Translocation domain of botulinum neurotoxin A subtype 2 potently induces entry into neuronal cells

Abstract

Botulinum neurotoxin (BoNT) is the causative agent of botulism in humans and animals. Only BoNT serotype A subtype 1 (BoNT/A1) is clinically used because of its high potency and long duration of action. BoNT/A1 and BoNT/A subtype 2 (BoNT/A2) have high degree of amino acid sequence similarity in light chain (LC) (96%), whereas their N‐and C‐terminal heavy chain (H_N and H_C) differ by 13%. LC acts as a zinc‐dependent endopeptidase, H_N as the translocation domain, and H_C as the receptor‐binding domain. BoNT/A2 and BoNT/A1 had similar potency in mouse bioassay, but BoNT/A2 entered faster and more efficiently into neuronal cells.
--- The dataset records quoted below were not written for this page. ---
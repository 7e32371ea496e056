//! The painting seam between widgets and the host renderer.
//!
//! Widgets describe themselves as fill commands against a [`Painter`]; the
//! host supplies a real implementation backed by whatever it draws with. The
//! [`RecordingPainter`] implementation captures the commands so tests can
//! assert on exactly what a widget would draw.

use crate::render::{Color, Point, Rect};

/// Receives a widget's draw commands.
///
/// Coordinates are widget-local: (0, 0) is the widget's top-left corner.
pub trait Painter {
    /// Fill a rectangle with a solid color.
    fn fill_rect(&mut self, rect: Rect, color: Color);

    /// Fill a circle with a solid color.
    fn fill_circle(&mut self, center: Point, radius: f32, color: Color);
}

/// A single captured draw command.
#[derive(Debug, Clone, Copy, PartialEq)]
pub enum DrawCommand {
    FillRect { rect: Rect, color: Color },
    FillCircle { center: Point, radius: f32, color: Color },
}

/// A [`Painter`] that records commands instead of drawing.
#[derive(Debug, Default)]
pub struct RecordingPainter {
    commands: Vec<DrawCommand>,
}

impl RecordingPainter {
    /// Create an empty recorder.
    pub fn new() -> Self {
        Self::default()
    }

    /// The commands recorded so far, in paint order.
    pub fn commands(&self) -> &[DrawCommand] {
        &self.commands
    }

    /// Discard all recorded commands.
    pub fn clear(&mut self) {
        self.commands.clear();
    }
}

impl Painter for RecordingPainter {
    fn fill_rect(&mut self, rect: Rect, color: Color) {
        self.commands.push(DrawCommand::FillRect { rect, color });
    }

    fn fill_circle(&mut self, center: Point, radius: f32, color: Color) {
        self.commands.push(DrawCommand::FillCircle { center, radius, color });
    }
}
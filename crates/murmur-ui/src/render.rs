//! Geometry and color value types.
//!
//! The Murmur UI layer does not render; it describes what to draw and hands
//! the description to the host through the [`Painter`](crate::widget::Painter)
//! seam. These are the plain value types that description is made of.

/// A point in 2D space.
#[derive(Debug, Clone, Copy, PartialEq, Default)]
pub struct Point {
    pub x: f32,
    pub y: f32,
}

impl Point {
    pub const fn new(x: f32, y: f32) -> Self {
        Self { x, y }
    }

    pub const ZERO: Self = Self { x: 0.0, y: 0.0 };
}

/// A 2D size.
#[derive(Debug, Clone, Copy, PartialEq, Default)]
pub struct Size {
    pub width: f32,
    pub height: f32,
}

impl Size {
    pub const fn new(width: f32, height: f32) -> Self {
        Self { width, height }
    }

    pub const ZERO: Self = Self {
        width: 0.0,
        height: 0.0,
    };
}

/// An axis-aligned rectangle.
#[derive(Debug, Clone, Copy, PartialEq, Default)]
pub struct Rect {
    pub origin: Point,
    pub size: Size,
}

impl Rect {
    pub const fn new(x: f32, y: f32, width: f32, height: f32) -> Self {
        Self {
            origin: Point::new(x, y),
            size: Size::new(width, height),
        }
    }

    pub const ZERO: Self = Self {
        origin: Point::ZERO,
        size: Size::ZERO,
    };

    #[inline]
    pub fn width(&self) -> f32 {
        self.size.width
    }

    #[inline]
    pub fn height(&self) -> f32 {
        self.size.height
    }

    /// Check if a point lies inside the rectangle.
    pub fn contains(&self, point: Point) -> bool {
        point.x >= self.origin.x
            && point.x < self.origin.x + self.size.width
            && point.y >= self.origin.y
            && point.y < self.origin.y + self.size.height
    }

    /// The rectangle's center point.
    pub fn center(&self) -> Point {
        Point::new(
            self.origin.x + self.size.width / 2.0,
            self.origin.y + self.size.height / 2.0,
        )
    }
}

/// An RGBA color with components in 0.0..=1.0.
#[derive(Debug, Clone, Copy, PartialEq, Default)]
pub struct Color {
    pub r: f32,
    pub g: f32,
    pub b: f32,
    pub a: f32,
}

impl Color {
    pub const fn new(r: f32, g: f32, b: f32, a: f32) -> Self {
        Self { r, g, b, a }
    }

    pub const fn from_rgb(r: f32, g: f32, b: f32) -> Self {
        Self { r, g, b, a: 1.0 }
    }

    /// Create a color from 8-bit channel values.
    pub fn from_rgb8(r: u8, g: u8, b: u8) -> Self {
        Self {
            r: r as f32 / 255.0,
            g: g as f32 / 255.0,
            b: b as f32 / 255.0,
            a: 1.0,
        }
    }

    /// Linearly interpolate toward `other` by `t` (clamped to 0..=1),
    /// component-wise including alpha.
    pub fn lerp(self, other: Self, t: f32) -> Self {
        let t = t.clamp(0.0, 1.0);
        Self {
            r: self.r + (other.r - self.r) * t,
            g: self.g + (other.g - self.g) * t,
            b: self.b + (other.b - self.b) * t,
            a: self.a + (other.a - self.a) * t,
        }
    }

    pub const TRANSPARENT: Self = Self::new(0.0, 0.0, 0.0, 0.0);
    pub const BLACK: Self = Self::from_rgb(0.0, 0.0, 0.0);
    pub const WHITE: Self = Self::from_rgb(1.0, 1.0, 1.0);
}
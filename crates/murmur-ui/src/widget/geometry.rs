//! Size hints and policies for layout negotiation.

use crate::render::Size;

/// How a widget behaves when a layout distributes space along one axis.
#[derive(Debug, Clone, Copy, PartialEq, Eq, Default)]
pub enum SizePolicy {
    /// Cannot grow or shrink past its hint.
    Fixed,
    /// Can grow or shrink, but has a preferred size.
    #[default]
    Preferred,
    /// Actively wants more space.
    Expanding,
}

/// A horizontal/vertical pair of size policies.
#[derive(Debug, Clone, Copy, PartialEq, Eq, Default)]
pub struct SizePolicyPair {
    pub horizontal: SizePolicy,
    pub vertical: SizePolicy,
}

impl SizePolicyPair {
    pub const fn new(horizontal: SizePolicy, vertical: SizePolicy) -> Self {
        Self { horizontal, vertical }
    }
}

/// A widget's preferred and minimum sizes, consulted by the host layout.
#[derive(Debug, Clone, Copy, PartialEq, Default)]
pub struct SizeHint {
    pub preferred: Size,
    pub minimum: Size,
}

impl SizeHint {
    /// A hint with the given preferred dimensions and no minimum.
    pub const fn from_dimensions(width: f32, height: f32) -> Self {
        Self {
            preferred: Size::new(width, height),
            minimum: Size::ZERO,
        }
    }

    /// Set the minimum dimensions (builder pattern).
    pub const fn with_minimum_dimensions(mut self, width: f32, height: f32) -> Self {
        self.minimum = Size::new(width, height);
        self
    }
}
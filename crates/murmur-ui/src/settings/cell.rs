//! Cell descriptors.
//!
//! A cell is one row of a settings screen. The four kinds are a closed sum
//! type: every operation dispatches by `match`, so a new kind forces every
//! call site to say what it does.

use std::fmt;
use std::sync::Arc;

use murmur_ui_core::murmur_debug;

use super::group::GroupDescriptor;
use super::labels::{PropertyId, PropertyValue, property_label};
use super::navigator::{NavigatorId, resolve_navigator};
use super::screen::RowView;

/// A static row with a fixed title.
#[derive(Debug, Clone)]
pub struct PlainCell {
    title: String,
    identifier: Option<String>,
    visible: bool,
    owner: Option<String>,
}

impl PlainCell {
    /// Create a plain cell with `title`.
    pub fn new(title: impl Into<String>) -> Self {
        Self {
            title: title.into(),
            identifier: None,
            visible: true,
            owner: None,
        }
    }

    /// Set the cell's identifier.
    pub fn with_identifier(mut self, identifier: impl Into<String>) -> Self {
        self.identifier = Some(identifier.into());
        self
    }

    /// Set the cell's visibility.
    pub fn with_visible(mut self, visible: bool) -> Self {
        self.visible = visible;
        self
    }
}

/// A row bound to a settings property.
///
/// The title comes from the property's label; selecting the row forwards
/// the selection value to the apply callback.
#[derive(Clone)]
pub struct PropertyCell {
    property: PropertyId,
    identifier: Option<String>,
    visible: bool,
    owner: Option<String>,
    apply: Arc<dyn Fn(PropertyValue) + Send + Sync>,
    value_provider: Option<Arc<dyn Fn() -> String + Send + Sync>>,
}

impl PropertyCell {
    /// Create a property cell applying selections through `apply`.
    pub fn new(
        property: PropertyId,
        apply: impl Fn(PropertyValue) + Send + Sync + 'static,
    ) -> Self {
        Self {
            property,
            identifier: None,
            visible: true,
            owner: None,
            apply: Arc::new(apply),
            value_provider: None,
        }
    }

    /// Set the cell's identifier.
    pub fn with_identifier(mut self, identifier: impl Into<String>) -> Self {
        self.identifier = Some(identifier.into());
        self
    }

    /// Set the cell's visibility.
    pub fn with_visible(mut self, visible: bool) -> Self {
        self.visible = visible;
        self
    }

    /// Provide the current value text shown next to the title.
    pub fn with_value_provider(
        mut self,
        provider: impl Fn() -> String + Send + Sync + 'static,
    ) -> Self {
        self.value_provider = Some(Arc::new(provider));
        self
    }

    /// The bound property.
    pub fn property(&self) -> PropertyId {
        self.property
    }
}

impl fmt::Debug for PropertyCell {
    fn fmt(&self, f: &mut fmt::Formatter<'_>) -> fmt::Result {
        f.debug_struct("PropertyCell")
            .field("property", &self.property)
            .field("identifier", &self.identifier)
            .field("visible", &self.visible)
            .field("owner", &self.owner)
            .finish_non_exhaustive()
    }
}

/// A row that leaves the settings tree for an external route.
#[derive(Debug, Clone)]
pub struct ExternalScreenCell {
    title: String,
    route: String,
    identifier: Option<String>,
    visible: bool,
    owner: Option<String>,
    navigator: Option<NavigatorId>,
}

impl ExternalScreenCell {
    /// Create an external-screen cell opening `route`.
    pub fn new(title: impl Into<String>, route: impl Into<String>) -> Self {
        Self {
            title: title.into(),
            route: route.into(),
            identifier: None,
            visible: true,
            owner: None,
            navigator: None,
        }
    }

    /// Set the cell's identifier.
    pub fn with_identifier(mut self, identifier: impl Into<String>) -> Self {
        self.identifier = Some(identifier.into());
        self
    }

    /// Set the cell's visibility.
    pub fn with_visible(mut self, visible: bool) -> Self {
        self.visible = visible;
        self
    }

    /// Set the navigator handle used to open the route.
    pub fn with_navigator(mut self, navigator: NavigatorId) -> Self {
        self.navigator = Some(navigator);
        self
    }

    /// The external route.
    pub fn route(&self) -> &str {
        &self.route
    }
}

/// A settings row.
#[derive(Debug, Clone)]
pub enum CellDescriptor {
    /// A static row.
    Plain(PlainCell),
    /// A row bound to a settings property.
    Property(PropertyCell),
    /// A nested group presented as its own screen.
    Group(GroupDescriptor),
    /// A row leaving the settings tree.
    ExternalScreen(ExternalScreenCell),
}

impl CellDescriptor {
    /// The row title.
    pub fn title(&self) -> &str {
        match self {
            Self::Plain(cell) => &cell.title,
            Self::Property(cell) => property_label(cell.property),
            Self::Group(group) => group.title(),
            Self::ExternalScreen(cell) => &cell.title,
        }
    }

    /// The cell's identifier, if it has one.
    pub fn identifier(&self) -> Option<&str> {
        match self {
            Self::Plain(cell) => cell.identifier.as_deref(),
            Self::Property(cell) => cell.identifier.as_deref(),
            Self::Group(group) => group.identifier(),
            Self::ExternalScreen(cell) => cell.identifier.as_deref(),
        }
    }

    /// Whether the row is currently shown.
    pub fn is_visible(&self) -> bool {
        match self {
            Self::Plain(cell) => cell.visible,
            Self::Property(cell) => cell.visible,
            Self::Group(group) => group.is_visible(),
            Self::ExternalScreen(cell) => cell.visible,
        }
    }

    /// The identifier of the group this cell belongs to, if any.
    pub fn owner(&self) -> Option<&str> {
        match self {
            Self::Plain(cell) => cell.owner.as_deref(),
            Self::Property(cell) => cell.owner.as_deref(),
            Self::Group(group) => group.owner(),
            Self::ExternalScreen(cell) => cell.owner.as_deref(),
        }
    }

    pub(crate) fn set_owner(&mut self, owner: impl Into<String>) {
        let owner = Some(owner.into());
        match self {
            Self::Plain(cell) => cell.owner = owner,
            Self::Property(cell) => cell.owner = owner,
            Self::Group(group) => group.set_owner(owner),
            Self::ExternalScreen(cell) => cell.owner = owner,
        }
    }

    /// Handle the user selecting this row.
    ///
    /// Plain cells ignore selection. Property cells forward `value` to their
    /// apply callback. Groups push their generated screen through their
    /// navigator handle. External-screen cells open their route. A missing
    /// value or an unresolvable navigator is a silent no-op.
    pub fn select(&self, value: Option<PropertyValue>) {
        match self {
            Self::Plain(_) => {}
            Self::Property(cell) => {
                if let Some(value) = value {
                    (cell.apply)(value);
                } else {
                    murmur_debug!(
                        "property cell selected without a value: property={:?}",
                        cell.property
                    );
                }
            }
            Self::Group(group) => group.select(),
            Self::ExternalScreen(cell) => {
                let Some(navigator) = cell.navigator.and_then(resolve_navigator) else {
                    murmur_debug!("external route has no navigator: route={}", cell.route);
                    return;
                };
                navigator.open_external(&cell.route);
            }
        }
    }

    /// Populate a row view with this cell's content.
    ///
    /// The title is always set. The value text is set only when the cell has
    /// one to offer: a property cell's value provider, or a group's preview
    /// generator. Otherwise the view's value text is left untouched.
    pub fn feature_cell(&self, row: &mut dyn RowView) {
        row.set_title(self.title());
        match self {
            Self::Property(cell) => {
                if let Some(provider) = &cell.value_provider {
                    row.set_value(&provider());
                }
            }
            Self::Group(group) => {
                if let Some(preview) = group.preview() {
                    row.set_value(&preview);
                }
            }
            Self::Plain(_) | Self::ExternalScreen(_) => {}
        }
    }
}

/// Identifier-based equality.
///
/// Cells without identifiers never compare equal, not even to themselves.
impl PartialEq for CellDescriptor {
    fn eq(&self, other: &Self) -> bool {
        match (self.identifier(), other.identifier()) {
            (Some(a), Some(b)) => a == b,
            _ => false,
        }
    }
}

/// Descriptors describe live behavior (callbacks, navigator handles) and
/// cannot be reconstructed from data. Decoding always fails.
impl<'de> serde::Deserialize<'de> for CellDescriptor {
    fn deserialize<D>(_deserializer: D) -> Result<Self, D::Error>
    where
        D: serde::Deserializer<'de>,
    {
        Err(serde::de::Error::custom(
            "cell descriptors cannot be decoded from serialized form",
        ))
    }
}

#[cfg(test)]
mod tests {
    use super::*;
    use crate::settings::screen::TextRow;
    use std::sync::atomic::{AtomicBool, Ordering};

    #[test]
    fn identifier_equality() {
        let a = CellDescriptor::Plain(PlainCell::new("A").with_identifier("cell.a"));
        let b = CellDescriptor::Plain(PlainCell::new("B").with_identifier("cell.a"));
        let c = CellDescriptor::Plain(PlainCell::new("A").with_identifier("cell.c"));
        assert_eq!(a, b);
        assert_ne!(a, c);
    }

    #[test]
    fn missing_identifier_never_equal() {
        let anon = CellDescriptor::Plain(PlainCell::new("A"));
        let named = CellDescriptor::Plain(PlainCell::new("A").with_identifier("cell.a"));
        assert_ne!(anon, anon.clone());
        assert_ne!(anon, named);
    }

    #[test]
    fn property_cell_forwards_value_to_apply() {
        let applied = Arc::new(AtomicBool::new(false));
        let flag = applied.clone();
        let cell = CellDescriptor::Property(PropertyCell::new(
            PropertyId::ReadReceipts,
            move |value| {
                assert_eq!(value, PropertyValue::Bool(true));
                flag.store(true, Ordering::SeqCst);
            },
        ));

        cell.select(Some(PropertyValue::Bool(true)));
        assert!(applied.load(Ordering::SeqCst));
    }

    #[test]
    fn property_cell_without_value_is_a_no_op() {
        let applied = Arc::new(AtomicBool::new(false));
        let flag = applied.clone();
        let cell = CellDescriptor::Property(PropertyCell::new(
            PropertyId::ReadReceipts,
            move |_| flag.store(true, Ordering::SeqCst),
        ));

        cell.select(None);
        assert!(!applied.load(Ordering::SeqCst));
    }

    #[test]
    fn property_cell_title_is_the_label() {
        let cell = CellDescriptor::Property(PropertyCell::new(PropertyId::Theme, |_| {}));
        assert_eq!(cell.title(), "Theme");
    }

    #[test]
    fn feature_cell_sets_value_from_provider() {
        let cell = CellDescriptor::Property(
            PropertyCell::new(PropertyId::Theme, |_| {}).with_value_provider(|| "Dark".to_owned()),
        );

        let mut row = TextRow::default();
        cell.feature_cell(&mut row);
        assert_eq!(row.title(), "Theme");
        assert_eq!(row.value(), "Dark");
    }

    #[test]
    fn feature_cell_leaves_value_untouched_without_provider() {
        let cell = CellDescriptor::Plain(PlainCell::new("About"));

        let mut row = TextRow::default();
        row.set_value("stale");
        cell.feature_cell(&mut row);
        assert_eq!(row.title(), "About");
        assert_eq!(row.value(), "stale");
    }

    #[test]
    fn external_cell_without_navigator_is_a_no_op() {
        let cell = CellDescriptor::ExternalScreen(ExternalScreenCell::new(
            "Open Source Licenses",
            "murmur://licenses",
        ));
        cell.select(None);
    }

    #[test]
    fn deserializing_fails() {
        let result: Result<CellDescriptor, _> = serde_json::from_str("{}");
        assert!(result.is_err());
    }
}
To identify domains responsible for these characteristics, H_N of BoNT/A1 and BoNT/A2 was exchanged to construct chimeric BoNT/A121 and BoNT/A212. After expression in E. coli, chimeric and wild‐type BoNT/As were purified as single‐chain proteins and activated by conversion to disulfide‐linked dichains. Toxicities of recombinant wild‐type and chimeric BoNT/As were similar, but it dropped to 60% compared with the values of native BoNT/As. The relative orders of SNAP‐25 cleavage activity in neuronal cells and toxicity differed. BoNT/A121 and recombinant BoNT/A2 have similar SNAP‐25 cleavage activity. BoNT/A2 H_N is possibly responsible for the higher potency of BoNT/A2 than BoNT/A1.